#### WHAT YOU NEED TO DO:
Search the lines of the records for the word "impl", and copy every line that has it.

━━━

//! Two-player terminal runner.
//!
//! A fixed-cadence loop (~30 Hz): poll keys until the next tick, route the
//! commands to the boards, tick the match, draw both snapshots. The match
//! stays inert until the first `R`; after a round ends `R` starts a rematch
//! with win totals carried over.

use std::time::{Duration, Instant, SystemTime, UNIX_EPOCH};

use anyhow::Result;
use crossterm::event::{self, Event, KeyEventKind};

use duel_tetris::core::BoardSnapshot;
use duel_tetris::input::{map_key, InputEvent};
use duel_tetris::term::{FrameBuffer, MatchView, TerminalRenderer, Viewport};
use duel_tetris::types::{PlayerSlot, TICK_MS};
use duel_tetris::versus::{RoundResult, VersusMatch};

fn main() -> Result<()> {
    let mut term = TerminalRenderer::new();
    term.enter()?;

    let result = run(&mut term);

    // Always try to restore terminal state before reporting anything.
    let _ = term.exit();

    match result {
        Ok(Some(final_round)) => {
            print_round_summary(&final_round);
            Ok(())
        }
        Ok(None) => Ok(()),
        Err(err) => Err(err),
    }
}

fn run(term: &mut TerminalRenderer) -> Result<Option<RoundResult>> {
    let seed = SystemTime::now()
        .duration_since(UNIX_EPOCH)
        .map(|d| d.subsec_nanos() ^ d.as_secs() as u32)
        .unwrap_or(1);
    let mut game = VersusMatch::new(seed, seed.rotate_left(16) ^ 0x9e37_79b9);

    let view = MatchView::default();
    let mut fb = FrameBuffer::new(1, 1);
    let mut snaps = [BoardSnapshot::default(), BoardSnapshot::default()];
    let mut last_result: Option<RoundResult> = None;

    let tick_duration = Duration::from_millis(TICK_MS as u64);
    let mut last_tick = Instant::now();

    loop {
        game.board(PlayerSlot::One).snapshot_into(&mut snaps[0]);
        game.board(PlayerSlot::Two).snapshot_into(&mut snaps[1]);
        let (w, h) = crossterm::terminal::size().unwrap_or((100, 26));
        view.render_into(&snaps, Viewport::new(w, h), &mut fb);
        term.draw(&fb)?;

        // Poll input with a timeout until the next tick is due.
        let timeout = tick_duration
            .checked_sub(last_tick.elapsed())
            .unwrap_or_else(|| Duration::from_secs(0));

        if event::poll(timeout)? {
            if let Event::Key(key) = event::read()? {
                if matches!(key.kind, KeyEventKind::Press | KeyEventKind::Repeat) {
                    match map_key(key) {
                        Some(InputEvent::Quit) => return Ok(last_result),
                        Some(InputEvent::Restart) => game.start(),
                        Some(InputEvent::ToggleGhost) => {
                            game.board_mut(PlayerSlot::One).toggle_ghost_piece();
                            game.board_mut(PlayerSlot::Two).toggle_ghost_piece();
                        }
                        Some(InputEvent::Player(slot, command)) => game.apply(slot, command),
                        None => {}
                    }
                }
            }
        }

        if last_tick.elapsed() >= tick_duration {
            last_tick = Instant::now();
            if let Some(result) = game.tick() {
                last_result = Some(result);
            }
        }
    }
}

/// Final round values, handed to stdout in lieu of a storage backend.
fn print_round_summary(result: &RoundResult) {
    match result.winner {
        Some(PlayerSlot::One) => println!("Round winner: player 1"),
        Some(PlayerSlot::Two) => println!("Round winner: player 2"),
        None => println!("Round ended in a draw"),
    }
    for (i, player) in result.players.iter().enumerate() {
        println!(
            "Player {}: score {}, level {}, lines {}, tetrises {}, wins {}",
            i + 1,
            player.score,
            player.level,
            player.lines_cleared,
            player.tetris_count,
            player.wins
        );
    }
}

━━━

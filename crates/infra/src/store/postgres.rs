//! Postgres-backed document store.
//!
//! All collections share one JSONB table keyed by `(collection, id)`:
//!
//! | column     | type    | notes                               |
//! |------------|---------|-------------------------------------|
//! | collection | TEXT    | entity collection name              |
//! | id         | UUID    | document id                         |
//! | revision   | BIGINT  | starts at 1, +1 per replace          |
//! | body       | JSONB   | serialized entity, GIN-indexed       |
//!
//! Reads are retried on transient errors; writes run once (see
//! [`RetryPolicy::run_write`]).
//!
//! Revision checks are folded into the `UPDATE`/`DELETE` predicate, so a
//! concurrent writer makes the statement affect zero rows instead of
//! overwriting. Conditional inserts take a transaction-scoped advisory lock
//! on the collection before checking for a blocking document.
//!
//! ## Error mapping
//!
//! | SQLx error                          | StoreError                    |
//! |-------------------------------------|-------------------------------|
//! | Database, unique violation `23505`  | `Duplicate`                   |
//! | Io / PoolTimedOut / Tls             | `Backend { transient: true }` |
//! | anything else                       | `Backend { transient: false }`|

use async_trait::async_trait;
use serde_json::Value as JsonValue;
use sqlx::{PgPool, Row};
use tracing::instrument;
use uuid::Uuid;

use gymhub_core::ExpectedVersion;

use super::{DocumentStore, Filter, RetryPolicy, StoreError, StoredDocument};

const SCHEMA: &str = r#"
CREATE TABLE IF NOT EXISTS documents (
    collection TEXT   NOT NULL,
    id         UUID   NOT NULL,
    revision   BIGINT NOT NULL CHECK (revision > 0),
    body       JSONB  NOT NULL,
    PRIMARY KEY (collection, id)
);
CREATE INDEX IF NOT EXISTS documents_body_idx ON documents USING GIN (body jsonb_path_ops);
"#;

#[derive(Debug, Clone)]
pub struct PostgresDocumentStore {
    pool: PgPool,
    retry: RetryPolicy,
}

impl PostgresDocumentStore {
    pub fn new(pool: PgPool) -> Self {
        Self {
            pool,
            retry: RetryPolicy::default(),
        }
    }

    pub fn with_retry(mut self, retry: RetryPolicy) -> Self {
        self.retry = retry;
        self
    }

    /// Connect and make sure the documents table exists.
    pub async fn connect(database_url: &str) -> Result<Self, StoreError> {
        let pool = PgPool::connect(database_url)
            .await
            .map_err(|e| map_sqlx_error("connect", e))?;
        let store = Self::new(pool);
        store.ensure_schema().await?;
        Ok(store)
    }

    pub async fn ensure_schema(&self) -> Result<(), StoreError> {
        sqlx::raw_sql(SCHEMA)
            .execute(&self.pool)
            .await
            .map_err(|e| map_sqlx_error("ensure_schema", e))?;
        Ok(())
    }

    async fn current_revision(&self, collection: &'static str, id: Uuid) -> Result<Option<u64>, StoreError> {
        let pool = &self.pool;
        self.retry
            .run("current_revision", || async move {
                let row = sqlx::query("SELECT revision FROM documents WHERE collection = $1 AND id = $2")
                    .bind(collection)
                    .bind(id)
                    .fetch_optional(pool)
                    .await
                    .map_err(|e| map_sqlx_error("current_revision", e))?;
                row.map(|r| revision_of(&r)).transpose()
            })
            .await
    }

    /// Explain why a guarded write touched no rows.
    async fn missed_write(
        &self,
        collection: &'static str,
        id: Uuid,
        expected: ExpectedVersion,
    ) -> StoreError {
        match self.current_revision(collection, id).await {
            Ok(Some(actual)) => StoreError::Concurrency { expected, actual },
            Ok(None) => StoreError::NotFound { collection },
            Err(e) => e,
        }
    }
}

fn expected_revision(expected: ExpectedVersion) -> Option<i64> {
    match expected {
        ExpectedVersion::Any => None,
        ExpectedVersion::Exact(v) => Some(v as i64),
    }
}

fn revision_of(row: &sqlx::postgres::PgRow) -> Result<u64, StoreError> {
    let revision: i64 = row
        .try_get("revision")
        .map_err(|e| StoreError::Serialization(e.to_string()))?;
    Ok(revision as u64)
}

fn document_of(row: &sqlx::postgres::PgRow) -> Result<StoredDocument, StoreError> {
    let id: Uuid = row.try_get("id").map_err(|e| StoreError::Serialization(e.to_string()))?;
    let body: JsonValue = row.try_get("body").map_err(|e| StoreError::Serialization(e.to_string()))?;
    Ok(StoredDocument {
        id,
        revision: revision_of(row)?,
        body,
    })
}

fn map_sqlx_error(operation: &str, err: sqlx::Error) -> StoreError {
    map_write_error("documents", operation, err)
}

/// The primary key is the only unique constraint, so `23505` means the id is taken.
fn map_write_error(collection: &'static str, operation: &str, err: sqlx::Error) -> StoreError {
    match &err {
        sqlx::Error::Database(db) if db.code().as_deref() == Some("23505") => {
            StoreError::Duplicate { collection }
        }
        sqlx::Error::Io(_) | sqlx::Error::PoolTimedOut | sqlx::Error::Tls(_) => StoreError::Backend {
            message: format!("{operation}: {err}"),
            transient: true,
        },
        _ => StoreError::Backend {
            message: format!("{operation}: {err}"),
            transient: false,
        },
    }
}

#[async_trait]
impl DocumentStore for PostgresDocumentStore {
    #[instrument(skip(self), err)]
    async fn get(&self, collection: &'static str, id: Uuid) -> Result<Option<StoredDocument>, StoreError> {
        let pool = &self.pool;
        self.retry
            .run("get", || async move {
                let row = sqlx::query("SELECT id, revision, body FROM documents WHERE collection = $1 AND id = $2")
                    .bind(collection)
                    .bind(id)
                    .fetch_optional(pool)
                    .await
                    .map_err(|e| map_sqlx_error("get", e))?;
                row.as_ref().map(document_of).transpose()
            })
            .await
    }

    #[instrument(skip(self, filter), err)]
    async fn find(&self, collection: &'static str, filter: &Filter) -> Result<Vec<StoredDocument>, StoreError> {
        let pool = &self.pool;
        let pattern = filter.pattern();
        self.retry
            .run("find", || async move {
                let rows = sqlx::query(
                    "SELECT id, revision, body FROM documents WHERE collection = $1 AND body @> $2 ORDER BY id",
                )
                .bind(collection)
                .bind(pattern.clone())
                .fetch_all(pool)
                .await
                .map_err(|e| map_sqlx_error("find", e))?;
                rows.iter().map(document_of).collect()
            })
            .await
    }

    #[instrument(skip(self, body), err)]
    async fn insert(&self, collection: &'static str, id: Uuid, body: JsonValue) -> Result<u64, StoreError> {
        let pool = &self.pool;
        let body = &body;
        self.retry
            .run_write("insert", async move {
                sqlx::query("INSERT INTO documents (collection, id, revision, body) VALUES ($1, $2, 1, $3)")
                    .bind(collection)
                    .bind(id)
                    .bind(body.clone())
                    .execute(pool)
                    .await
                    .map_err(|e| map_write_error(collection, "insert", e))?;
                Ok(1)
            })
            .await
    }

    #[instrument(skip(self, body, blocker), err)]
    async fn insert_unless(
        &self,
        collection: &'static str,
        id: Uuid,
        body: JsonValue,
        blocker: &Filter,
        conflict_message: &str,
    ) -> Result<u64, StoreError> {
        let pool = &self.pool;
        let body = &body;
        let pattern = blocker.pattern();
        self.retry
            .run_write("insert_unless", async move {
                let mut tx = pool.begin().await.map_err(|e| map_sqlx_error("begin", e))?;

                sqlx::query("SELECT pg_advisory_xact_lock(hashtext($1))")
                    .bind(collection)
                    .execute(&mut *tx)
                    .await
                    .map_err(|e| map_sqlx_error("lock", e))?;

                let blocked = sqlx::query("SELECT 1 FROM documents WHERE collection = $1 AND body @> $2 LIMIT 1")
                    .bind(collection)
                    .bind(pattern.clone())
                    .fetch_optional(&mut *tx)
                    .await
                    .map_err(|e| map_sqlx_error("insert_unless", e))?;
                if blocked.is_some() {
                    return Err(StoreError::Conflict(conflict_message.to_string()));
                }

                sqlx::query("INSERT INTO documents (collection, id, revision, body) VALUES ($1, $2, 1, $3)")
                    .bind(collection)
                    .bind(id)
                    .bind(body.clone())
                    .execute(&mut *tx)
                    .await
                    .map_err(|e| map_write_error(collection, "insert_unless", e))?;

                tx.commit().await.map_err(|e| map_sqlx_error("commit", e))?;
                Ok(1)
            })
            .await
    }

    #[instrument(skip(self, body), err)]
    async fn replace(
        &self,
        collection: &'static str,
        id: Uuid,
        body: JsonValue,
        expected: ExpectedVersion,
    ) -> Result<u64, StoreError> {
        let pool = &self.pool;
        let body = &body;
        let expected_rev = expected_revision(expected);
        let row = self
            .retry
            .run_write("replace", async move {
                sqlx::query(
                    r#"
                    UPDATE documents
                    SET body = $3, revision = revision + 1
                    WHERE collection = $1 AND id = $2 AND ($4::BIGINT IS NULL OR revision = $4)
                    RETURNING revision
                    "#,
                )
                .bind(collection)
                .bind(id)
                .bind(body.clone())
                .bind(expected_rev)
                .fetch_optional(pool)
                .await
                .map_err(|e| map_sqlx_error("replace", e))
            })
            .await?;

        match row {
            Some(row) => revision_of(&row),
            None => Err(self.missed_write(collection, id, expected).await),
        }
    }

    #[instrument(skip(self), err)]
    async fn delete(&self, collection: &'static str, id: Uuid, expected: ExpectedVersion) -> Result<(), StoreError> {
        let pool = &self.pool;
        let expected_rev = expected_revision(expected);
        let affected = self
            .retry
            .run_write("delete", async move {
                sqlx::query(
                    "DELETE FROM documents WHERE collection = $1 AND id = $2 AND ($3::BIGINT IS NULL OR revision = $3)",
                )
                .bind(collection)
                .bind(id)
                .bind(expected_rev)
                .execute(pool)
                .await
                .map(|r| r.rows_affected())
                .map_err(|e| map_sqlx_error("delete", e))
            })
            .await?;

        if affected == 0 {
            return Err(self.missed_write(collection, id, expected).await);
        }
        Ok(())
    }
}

━━━

#### TASK RESULT:
impl PostgresDocumentStore {
impl DocumentStore for PostgresDocumentStore {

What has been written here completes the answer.